Sunday, June 18, 2006

still here

Hi Guys,

I am still hanging in there, but by a thread I think. Last night my hope revisited when I had a wave of nausea thinking about what to cook for dinner. I then promptly fell asleep and snored for like 3 hours. I went to bed telling my stomach that if you are still in there little one, please fight, please hang on - I can't do this by myself.

Then I woke up today and I feel normal - human - non-pregnant. My bbs are smaller - definately smaller.

I have no cramping, no bleeding, no nothing. I just feel as I used to feel.

It is hard to hang on to hope when you see everything beginning to reverse.

I am going to call monash tomorrow and ask for another HCG level check on Tuesday - that will be a whole week after the last one and should give me a good indication if we are progressing or sliding backwards.

I cannot believe this is happening again. I am numb.

Thank you for holding me up. I think when this really hits me I am going to fall big time.
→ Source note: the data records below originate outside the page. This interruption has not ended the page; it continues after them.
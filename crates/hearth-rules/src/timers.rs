//! The timer subsystem.
//!
//! Timer ids are dense positive integers: starting a timer takes the lowest
//! free slot, stopping one frees the slot for reuse, and id 0 is reserved.
//! Platform timers run in background tasks produced by a [`TimerFactory`];
//! each tick re-enters the engine loop through the task channel, so timer
//! callbacks always execute on the engine thread. A tick that was already in
//! flight when its timer was stopped finds an empty slot and is dropped.

use std::sync::Arc;
use std::time::Duration;

use hearth_core::ScriptValue;
use parking_lot::Mutex;
use tokio::sync::{mpsc, oneshot};
use tokio::time::{Instant, MissedTickBehavior};
use tracing::error;

use crate::bridge::ScriptCtx;
use crate::engine::{EngineHandle, EngineInner};
use crate::script::{Callable, CallbackArgs};

/// Timer identifier handed to scripts. Positive; 0 is reserved.
pub type TimerId = usize;

/// Tick stream of one platform timer. The producer stops when the receiver
/// is dropped.
pub type TimerTicks = mpsc::Receiver<()>;

/// Seam for platform timers, injectable so tests can drive a deterministic
/// clock.
pub trait TimerFactory: Send + Sync {
    fn start(&self, id: TimerId, duration: Duration, periodic: bool) -> TimerTicks;
}

/// Wall-clock timers on the tokio runtime.
pub struct TokioTimerFactory;

impl TimerFactory for TokioTimerFactory {
    fn start(&self, _id: TimerId, duration: Duration, periodic: bool) -> TimerTicks {
        let (tx, rx) = mpsc::channel(1);
        tokio::spawn(async move {
            if periodic {
                let mut interval = tokio::time::interval_at(Instant::now() + duration, duration);
                interval.set_missed_tick_behavior(MissedTickBehavior::Skip);
                loop {
                    interval.tick().await;
                    if tx.send(()).await.is_err() {
                        return;
                    }
                }
            } else {
                tokio::time::sleep(duration).await;
                let _ = tx.send(()).await;
            }
        });
        rx
    }
}

/// Test factory: records what was armed and lets the test produce ticks.
#[derive(Clone, Default)]
pub struct ManualTimerFactory {
    armed: Arc<Mutex<Vec<ArmedTimer>>>,
}

struct ArmedTimer {
    id: TimerId,
    duration: Duration,
    periodic: bool,
    tx: mpsc::Sender<()>,
}

impl ManualTimerFactory {
    pub fn new() -> Self {
        Self::default()
    }

    /// Every timer ever armed, oldest first: `(id, duration, periodic)`.
    pub fn armed(&self) -> Vec<(TimerId, Duration, bool)> {
        self.armed
            .lock()
            .iter()
            .map(|t| (t.id, t.duration, t.periodic))
            .collect()
    }

    /// Produce one tick on the most recently armed timer with this id.
    /// Returns false if that timer is gone (stopped).
    pub async fn fire(&self, id: TimerId) -> bool {
        let tx = {
            let armed = self.armed.lock();
            armed.iter().rev().find(|t| t.id == id).map(|t| t.tx.clone())
        };
        match tx {
            Some(tx) => tx.send(()).await.is_ok(),
            None => false,
        }
    }
}

impl TimerFactory for ManualTimerFactory {
    fn start(&self, id: TimerId, duration: Duration, periodic: bool) -> TimerTicks {
        let (tx, rx) = mpsc::channel(4);
        self.armed.lock().push(ArmedTimer {
            id,
            duration,
            periodic,
            tx,
        });
        rx
    }
}

/// One occupied timer slot.
pub(crate) struct TimerEntry {
    pub periodic: bool,
    /// Set for named timers started via `start_ticker`/`start_named_timer`.
    pub name: Option<String>,
    /// Dropping this cancels the tick-forwarding task and, through it, the
    /// platform timer.
    pub stop: Option<oneshot::Sender<()>>,
}

impl EngineInner {
    pub(crate) fn start_timer_callable(
        &mut self,
        callback: Callable,
        ms: u64,
        periodic: bool,
    ) -> TimerId {
        let id = self.allocate_timer_slot();
        self.timer_callbacks.insert(id, callback);
        self.arm_timer(id, ms, periodic, None)
    }

    /// Start a script-visible named timer. A tick runs a full rule pass with
    /// `timer_firing(name)` true for its duration; an existing timer under
    /// the same name is replaced.
    pub(crate) fn start_named_timer(&mut self, name: &str, ms: u64, periodic: bool) -> TimerId {
        if let Some(old) = self.named_timers.get(name).copied() {
            self.remove_timer(old);
        }
        let id = self.allocate_timer_slot();
        let timer_name = name.to_string();
        let callback: Callable = Arc::new(move |ctx, _| {
            ctx.engine.current_timer = Some(timer_name.clone());
            ctx.engine.run_rules(None);
            ctx.engine.current_timer = None;
            Ok(ScriptValue::Undefined)
        });
        self.timer_callbacks.insert(id, callback);
        self.named_timers.insert(name.to_string(), id);
        self.arm_timer(id, ms, periodic, Some(name.to_string()))
    }

    fn allocate_timer_slot(&mut self) -> TimerId {
        for (index, slot) in self.timers.iter().enumerate() {
            if slot.is_none() {
                return index + 1;
            }
        }
        self.timers.push(None);
        self.timers.len()
    }

    fn arm_timer(&mut self, id: TimerId, ms: u64, periodic: bool, name: Option<String>) -> TimerId {
        let ticks = self
            .timer_factory
            .start(id, Duration::from_millis(ms), periodic);
        let (stop_tx, stop_rx) = oneshot::channel();
        self.timers[id - 1] = Some(TimerEntry {
            periodic,
            name,
            stop: Some(stop_tx),
        });
        let handle = self.handle.clone();
        tokio::spawn(forward_ticks(ticks, stop_rx, handle, id, periodic));
        id
    }

    /// Runs on the engine thread for every tick. Tolerates ticks for slots
    /// that were freed while the tick was in flight.
    pub(crate) fn fire_timer(&mut self, id: TimerId) {
        let periodic = match self.timers.get(id - 1) {
            Some(Some(entry)) => entry.periodic,
            _ => {
                error!(timer = id, "firing unknown timer");
                return;
            }
        };
        if let Some(callback) = self.timer_callbacks.get(&id).cloned() {
            if let Err(err) = callback(&mut ScriptCtx::new(self), &CallbackArgs::None) {
                error!(timer = id, error = %err, "timer callback failed");
            }
        }
        if !periodic {
            self.remove_timer(id);
        }
    }

    pub(crate) fn stop_timer(&mut self, id: TimerId) {
        if id == 0 {
            error!("timer id cannot be zero");
            return;
        }
        let occupied = matches!(self.timers.get(id - 1), Some(Some(_)));
        if occupied {
            self.remove_timer(id);
        } else {
            error!(timer = id, "trying to stop unknown timer");
        }
    }

    pub(crate) fn stop_named_timer(&mut self, name: &str) {
        match self.named_timers.get(name).copied() {
            Some(id) => self.remove_timer(id),
            None => error!(timer = name, "trying to stop unknown timer"),
        }
    }

    fn remove_timer(&mut self, id: TimerId) {
        self.timer_callbacks.remove(&id);
        if let Some(slot) = self.timers.get_mut(id - 1) {
            if let Some(entry) = slot.take() {
                if let Some(name) = entry.name {
                    self.named_timers.remove(&name);
                }
            }
        }
    }
}

async fn forward_ticks(
    mut ticks: TimerTicks,
    mut stop: oneshot::Receiver<()>,
    handle: EngineHandle,
    id: TimerId,
    periodic: bool,
) {
    loop {
        tokio::select! {
            _ = &mut stop => return,
            tick = ticks.recv() => match tick {
                Some(()) => {
                    handle.inject(move |engine| engine.fire_timer(id));
                    if !periodic {
                        return;
                    }
                }
                None => return,
            },
        }
    }
}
At the moment I am just on automatic. I think I can type this so matter-of-factly for that very reason. I really do not want to fall again. It is very hard getting back up.

8 Comments:

At 8:21 am, Anonymous Anonymous said...

Just happened here by blog surfing today.... Sorry to read about all your trials and tribulations. I have a very dear friend of mine who has also been trying for almost two years now. I can't imagine the roller coaster of emotions. Just know that someone in Florida is thinking of you. Hang in there.

 
At 8:24 am, Anonymous Anonymous said...

I hadn't been by in a few days, so I didn't know what was going on. Please don't give up ALL hope until you know for sure. I'm so sorry that you're going through this uncertainty right now. I'm thinking about you.

 
At 9:08 pm, Blogger Betty said...

Bugsy what an awful time this is for you. Hang in there lovie, we are all here to support you. I'm hoping, hoping, hoping that everything will be fine.

 
At 9:20 pm, Blogger Thalia said...

Bugsy I'm so sorry you're having to go through this. I do hope that it all turns out ok, but I know how you're feeling right now. Try to hang in there. Can you get in for a scan later this week, too? I'm not sure why they're making you wait 2 weeks.

 
At 6:46 am, Blogger Eggs Akimbo said...

Just keep telling us how you feel so we can support you. Love to you Bugsy.

 
At 11:10 am, Blogger K|nneret said...

Oh Bugsy, how awful for you. I am so sorry that this keeps happening to you and your husband. Please know you are in my thoughts and I am hoping against hope for good news. *hugs* and much peace to you.

 
At 12:16 pm, Blogger A New Soul said...

Bugsy,
SO sorry to hear that you're in this state of waiting and worry. My prayers are with you. Be hopeful.

 
At 1:09 pm, Blogger Anita said...

So sorry you are going through the 'unknown' period. It sucks...big time!!!

You are in my prayers.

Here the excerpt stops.